Each line from the start of the records through the line containing "pub struct BatcherConfig" is to be transcribed exactly, and no other line is to be included.

AVAILABLE DATA below:

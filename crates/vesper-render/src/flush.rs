//! Frame orchestration: drain sorted commands, accumulate, flush on
//! capacity pressure.

use vesper_core::profiling::{profile_function, profile_scope};

use crate::batch::BatchAccumulator;
use crate::command::CommandQueue;
use crate::submit::{FrameUniforms, GpuSubmitter, SubmitError};

/// Capacity configuration for a [`Batcher2D`].
#[derive(Debug, Clone, Copy, PartialEq, Eq)]
pub struct BatcherConfig {
    /// Attribute buffer capacity in vertices.
    pub capacity: usize,
    /// Number of texture units a single batch may bind.
    pub max_texture_units: usize,
}

impl Default for BatcherConfig {
    fn default() -> Self {
        Self {
            capacity: 1024,
            max_texture_units: 8,
        }
    }
}

impl BatcherConfig {
    /// A configuration is usable only if a freshly cleared batch can take
    /// one triangle and one texture; anything smaller would turn the
    /// flush-retry loop into an infinite loop.
    pub fn validate(&self) -> Result<(), ConfigError> {
        if self.capacity < 3 {
            return Err(ConfigError::CapacityTooSmall {
                capacity: self.capacity,
            });
        }
        if self.max_texture_units < 1 {
            return Err(ConfigError::NoTextureUnits);
        }
        Ok(())
    }
}

/// Rejected batcher configuration.
#[derive(Debug, Clone, Copy, PartialEq, Eq)]
pub enum ConfigError {
    /// The vertex capacity cannot hold a single triangle.
    CapacityTooSmall { capacity: usize },
    /// No texture units available to a batch.
    NoTextureUnits,
}

impl std::fmt::Display for ConfigError {
    fn fmt(&self, f: &mut std::fmt::Formatter<'_>) -> std::fmt::Result {
        match self {
            Self::CapacityTooSmall { capacity } => write!(
                f,
                "attribute buffer capacity {} cannot hold a triangle (minimum 3)",
                capacity
            ),
            Self::NoTextureUnits => write!(f, "at least one texture unit is required"),
        }
    }
}

impl std::error::Error for ConfigError {}

/// Statistics from one [`Batcher2D::run_frame`] call.
#[derive(Debug, Clone, Copy, Default, PartialEq, Eq)]
pub struct FrameStats {
    /// GPU draw calls issued.
    pub draw_calls: u32,
    /// Commands consumed from the queue.
    pub command_count: u32,
    /// Vertices submitted across all draw calls.
    pub vertex_count: u32,
    /// Texture slots bound, summed over draw calls.
    pub texture_binds: u32,
}

/// The flush controller: owns the accumulator state for one renderer
/// instance and turns a frame's command queue into draw calls.
///
/// Construct one per render target; instances are independent.
#[derive(Debug)]
pub struct Batcher2D {
    batch: BatchAccumulator,
}

impl Batcher2D {
    pub fn new(config: BatcherConfig) -> Result<Self, ConfigError> {
        config.validate()?;
        tracing::debug!(
            capacity = config.capacity,
            max_texture_units = config.max_texture_units,
            "creating batcher"
        );
        Ok(Self {
            batch: BatchAccumulator::new(config.capacity, config.max_texture_units),
        })
    }

    /// Run one frame: drain the queue in sort-key order, pack commands into
    /// batches, and flush each full batch plus the tail through `gpu`.
    ///
    /// A command that does not fit the current batch triggers a flush and is
    /// re-offered to the fresh batch; a flush never splits a triangle, so
    /// draw-call issue order reproduces the frame's key order exactly.
    ///
    /// On a submission error the accumulator is already reset, so the next
    /// frame starts clean.
    pub fn run_frame<S: GpuSubmitter>(
        &mut self,
        queue: &mut CommandQueue,
        uniforms: &FrameUniforms,
        gpu: &mut S,
    ) -> Result<FrameStats, SubmitError> {
        profile_function!();

        gpu.set_per_frame_uniforms(uniforms)?;

        let commands = {
            profile_scope!("drain_sorted");
            queue.drain_sorted()
        };

        let mut stats = FrameStats {
            command_count: commands.len() as u32,
            ..Default::default()
        };

        for cmd in &commands {
            if !self.batch.try_append(cmd) {
                self.flush(gpu, &mut stats)?;
                // One triangle plus one texture always fits a fresh batch;
                // BatcherConfig::validate rejected anything smaller.
                let appended = self.batch.try_append(cmd);
                debug_assert!(appended, "a cleared batch must accept a single triangle");
            }
        }

        if !self.batch.is_empty() {
            self.flush(gpu, &mut stats)?;
        }

        Ok(stats)
    }

    fn flush<S: GpuSubmitter>(
        &mut self,
        gpu: &mut S,
        stats: &mut FrameStats,
    ) -> Result<(), SubmitError> {
        profile_scope!("flush");

        let vertex_count = self.batch.vertex_count();
        let texture_count = self.batch.texture_handles().len();

        let result = gpu.upload_and_draw(
            self.batch.positions(),
            self.batch.shades(),
            self.batch.texture_handles(),
        );

        stats.draw_calls += 1;
        stats.vertex_count += vertex_count as u32;
        stats.texture_binds += texture_count as u32;
        tracing::trace!(vertex_count, texture_count, "flushed batch");

        // Reset before the error can propagate: a failed frame must not
        // leave committed vertices behind for the next one.
        self.batch.reset();
        result
    }
}

#[cfg(test)]
mod tests {
    use super::*;

    #[test]
    fn default_config_is_valid() {
        assert!(BatcherConfig::default().validate().is_ok());
        assert!(Batcher2D::new(BatcherConfig::default()).is_ok());
    }

    #[test]
    fn capacity_below_one_triangle_is_rejected() {
        let config = BatcherConfig {
            capacity: 2,
            max_texture_units: 8,
        };
        assert_eq!(
            config.validate(),
            Err(ConfigError::CapacityTooSmall { capacity: 2 })
        );
    }

    #[test]
    fn zero_texture_units_is_rejected() {
        let config = BatcherConfig {
            capacity: 64,
            max_texture_units: 0,
        };
        assert_eq!(config.validate(), Err(ConfigError::NoTextureUnits));
    }

    #[test]
    fn minimum_viable_config_is_accepted() {
        let config = BatcherConfig {
            capacity: 3,
            max_texture_units: 1,
        };
        assert!(config.validate().is_ok());
    }

    #[test]
    fn config_error_display() {
        let err = ConfigError::CapacityTooSmall { capacity: 2 };
        assert!(format!("{}", err).contains("minimum 3"));
        assert!(format!("{}", ConfigError::NoTextureUnits).contains("texture unit"));
    }
}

End of AVAILABLE DATA.

**RESPONSE TO THE TASK:**
filename crates/vesper-render/src/flush.rs
//! Frame orchestration: drain sorted commands, accumulate, flush on
//! capacity pressure.

use vesper_core::profiling::{profile_function, profile_scope};

use crate::batch::BatchAccumulator;
use crate::command::CommandQueue;
use crate::submit::{FrameUniforms, GpuSubmitter, SubmitError};

/// Capacity configuration for a [`Batcher2D`].
#[derive(Debug, Clone, Copy, PartialEq, Eq)]
pub struct BatcherConfig {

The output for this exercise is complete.